### Required work
Search the records that follow and extract every line containing the string "songs".

### Dataset

-------

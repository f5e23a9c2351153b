use assert_cmd::Command;
use predicates::prelude::*;
use std::path::Path;
use tempfile::TempDir;

fn eeg_sync() -> Command {
    let mut cmd = Command::cargo_bin("eeg-sync").unwrap();
    cmd.env_remove("EEG_SYNC_SUBJECT")
        .env_remove("EEG_SYNC_LOG_FILE")
        .env_remove("EEG_SYNC_MAC_ADDRESS");
    cmd
}

/// A two-trial protocol that completes in about a second
fn short_run(dir: &Path, subject: &str) -> Command {
    let mut cmd = eeg_sync();
    cmd.args([
        "run",
        "--relax-secs",
        "0.2",
        "--trial-secs",
        "0.2",
        "--rest-secs",
        "0.1",
        "--trials",
        "2",
        "--gap-secs",
        "0",
        "--sample-rate",
        "100",
        "--seed",
        "5",
        "--quiet",
        "--json",
        "--subject",
        subject,
        "-o",
    ])
    .arg(dir);
    cmd
}

fn report(output: &std::process::Output) -> serde_json::Value {
    let stdout = String::from_utf8(output.stdout.clone()).unwrap();
    serde_json::from_str(&stdout).unwrap()
}

fn marker_list(value: &serde_json::Value) -> Vec<u64> {
    value
        .as_array()
        .unwrap()
        .iter()
        .map(|v| v.as_u64().unwrap())
        .collect()
}

// =============================================================================
// GENERAL
// =============================================================================

#[test]
fn test_no_args_shows_help() {
    eeg_sync()
        .assert()
        .failure()
        .stderr(predicate::str::contains("Usage:"));
}

#[test]
fn test_version_flag() {
    eeg_sync()
        .arg("--version")
        .assert()
        .success()
        .stdout(predicate::str::contains("eeg-sync"));
}

#[test]
fn test_help_lists_subcommands() {
    eeg_sync()
        .arg("--help")
        .assert()
        .success()
        .stdout(predicate::str::contains("run"))
        .stdout(predicate::str::contains("inspect"))
        .stdout(predicate::str::contains("protocol"));
}

// =============================================================================
// PROTOCOL SUBCOMMAND
// =============================================================================

#[test]
fn test_protocol_default_table() {
    eeg_sync()
        .arg("protocol")
        .assert()
        .success()
        .stdout(predicate::str::contains("relax (eyes closed)"))
        .stdout(predicate::str::contains("trial 5"))
        .stdout(predicate::str::contains(
            "Expected markers: 1,2,3,4,1,2,3,4,1,2,3,4,1,2,3,4,1,2,3,4,6",
        ))
        .stdout(predicate::str::contains("Nominal duration: 255.0s"));
}

#[test]
fn test_protocol_json_respects_overrides() {
    let output = eeg_sync()
        .args(["protocol", "--trials", "1", "--json"])
        .assert()
        .success();
    let parsed = report(output.get_output());

    assert_eq!(marker_list(&parsed["expected_markers"]), vec![1, 2, 3, 4, 6]);
    // relax, trial 1, finished
    assert_eq!(parsed["phases"].as_array().unwrap().len(), 3);
    assert_eq!(parsed["phases"][1]["start_marker"], 3);
    assert_eq!(parsed["phases"][1]["end_marker"], 4);
}

#[test]
fn test_protocol_rejects_negative_duration() {
    eeg_sync()
        .args(["protocol", "--rest-secs=-1"])
        .assert()
        .code(2)
        .stderr(predicate::str::contains("rest_secs"));
}

#[test]
fn test_protocol_rejects_oversized_duration() {
    eeg_sync()
        .args(["protocol", "--relax-secs", "1e20"])
        .assert()
        .code(2)
        .stderr(predicate::str::contains("relax_secs must be at most"));
}

// =============================================================================
// RUN SUBCOMMAND
// =============================================================================

#[test]
fn test_run_writes_both_exports() {
    let tmp = TempDir::new().unwrap();
    let output = short_run(tmp.path(), "T1").assert().success();
    let parsed = report(output.get_output());

    assert_eq!(parsed["subject_id"], "T1");
    assert_eq!(parsed["outcome"]["outcome"], "completed");
    assert_eq!(
        marker_list(&parsed["markers"]),
        vec![1, 2, 3, 4, 1, 2, 3, 4, 6]
    );
    assert!(parsed["samples_recorded"].as_u64().unwrap() > 0);
    assert!(parsed["acquisition_error"].is_null());

    assert!(tmp.path().join("T1_eeg_data.csv").is_file());
    assert!(tmp.path().join("T1_eeg_data.raw.edf").is_file());
}

#[test]
fn test_run_requires_subject() {
    let tmp = TempDir::new().unwrap();
    eeg_sync()
        .args(["run", "--trials", "0", "--relax-secs", "0", "-o"])
        .arg(tmp.path())
        .assert()
        .code(2)
        .stderr(predicate::str::contains("subject id is required"));
    assert!(!tmp.path().join("_eeg_data.csv").exists());
}

#[test]
fn test_run_rejects_oversized_duration_before_streaming() {
    let tmp = TempDir::new().unwrap();
    eeg_sync()
        .args(["run", "--trial-secs", "1e20", "--quiet", "--subject", "T10", "-o"])
        .arg(tmp.path())
        .assert()
        .code(2)
        .stderr(predicate::str::contains("trial_secs must be at most"));
    assert!(!tmp.path().join("T10_eeg_data.csv").exists());
}

#[test]
fn test_run_rejects_unsafe_subject() {
    let tmp = TempDir::new().unwrap();
    short_run(tmp.path(), "../escape").assert().code(2);
}

#[test]
fn test_run_missing_song_directory() {
    let tmp = TempDir::new().unwrap();
    short_run(tmp.path(), "T2")
        .arg("--songs")
        .arg(tmp.path().join("no-such-dir"))
        .assert()
        .code(2)
        .stderr(predicate::str::contains("song directory not found"));
    assert!(!tmp.path().join("T2_eeg_data.csv").exists());
}

#[test]
fn test_run_with_song_files() {
    let tmp = TempDir::new().unwrap();
    let songs = tmp.path().join("songs");
    std::fs::create_dir(&songs).unwrap();
    for name in ["song001.mp3", "song002.mp3"] {
        std::fs::write(songs.join(name), b"").unwrap();
    }

    short_run(tmp.path(), "T3")
        .arg("--songs")
        .arg(&songs)
        .assert()
        .success();
}

#[test]
fn test_run_device_disconnect_is_partial_failure() {
    let tmp = TempDir::new().unwrap();
    let output = short_run(tmp.path(), "T4")
        .args(["--disconnect-after", "30"])
        .assert()
        .code(3);
    let parsed = report(output.get_output());

    assert!(parsed["acquisition_error"].is_string());
    assert_eq!(parsed["samples_recorded"], 30);
    assert_eq!(parsed["outcome"]["outcome"], "aborted");
    assert_eq!(marker_list(&parsed["markers"]).last(), Some(&6));

    // Captured data is still saved
    assert!(tmp.path().join("T4_eeg_data.csv").is_file());
    assert!(tmp.path().join("T4_eeg_data.raw.edf").is_file());
}

#[test]
fn test_run_rejected_native_markers_still_succeeds() {
    let tmp = TempDir::new().unwrap();
    let output = short_run(tmp.path(), "T5")
        .arg("--reject-markers")
        .assert()
        .success();
    let parsed = report(output.get_output());
    assert_eq!(parsed["native_marker_failures"], 9);
    assert_eq!(marker_list(&parsed["markers"]).len(), 9);
}

#[test]
fn test_run_text_summary() {
    let tmp = TempDir::new().unwrap();
    eeg_sync()
        .args([
            "run",
            "--relax-secs",
            "0.1",
            "--trials",
            "0",
            "--gap-secs",
            "0",
            "--sample-rate",
            "100",
            "--quiet",
            "--subject",
            "T6",
            "-o",
        ])
        .arg(tmp.path())
        .assert()
        .success()
        .stdout(predicate::str::contains("Protocol:  completed"))
        .stdout(predicate::str::contains("Markers:   1,2,6"))
        .stdout(predicate::str::contains("Saved CSV"))
        .stdout(predicate::str::contains("Saved EDF+"));
}

#[test]
fn test_run_log_file() {
    let tmp = TempDir::new().unwrap();
    let log = tmp.path().join("session.log");
    short_run(tmp.path(), "T7")
        .arg("--log-file")
        .arg(&log)
        .assert()
        .success();

    let text = std::fs::read_to_string(&log).unwrap();
    assert!(text.contains("Session for subject T7"));
}

// =============================================================================
// INSPECT SUBCOMMAND
// =============================================================================

#[test]
fn test_inspect_after_run() {
    let tmp = TempDir::new().unwrap();
    short_run(tmp.path(), "T8").assert().success();

    eeg_sync()
        .args(["inspect", "--subject", "T8", "-d"])
        .arg(tmp.path())
        .assert()
        .success()
        .stdout(predicate::str::contains("Files are consistent"))
        .stdout(predicate::str::contains("Markers:  1,2,3,4,1,2,3,4,6"));
}

#[test]
fn test_inspect_json() {
    let tmp = TempDir::new().unwrap();
    short_run(tmp.path(), "T9").assert().success();

    let output = eeg_sync()
        .args(["inspect", "--json", "--subject", "T9", "-d"])
        .arg(tmp.path())
        .assert()
        .success();
    let parsed = report(output.get_output());

    assert_eq!(parsed["consistent"], true);
    assert_eq!(parsed["tabular"]["format"], "CSV");
    assert_eq!(parsed["edf"]["format"], "EDF+");
    assert_eq!(parsed["tabular"]["samples"], parsed["edf"]["samples"]);
    assert_eq!(parsed["edf"]["sample_rate"], 100.0);
}

#[test]
fn test_inspect_missing_files() {
    let tmp = TempDir::new().unwrap();
    eeg_sync()
        .args(["inspect", "--subject", "nobody", "-d"])
        .arg(tmp.path())
        .assert()
        .code(2);
}

#[test]
fn test_inspect_requires_subject_or_paths() {
    eeg_sync()
        .arg("inspect")
        .assert()
        .code(2)
        .stderr(predicate::str::contains("--subject"));
}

-------

### Response for this exercise
        .arg("--songs")
    let songs = tmp.path().join("songs");
    std::fs::create_dir(&songs).unwrap();
        std::fs::write(songs.join(name), b"").unwrap();
        .arg("--songs")
        .arg(&songs)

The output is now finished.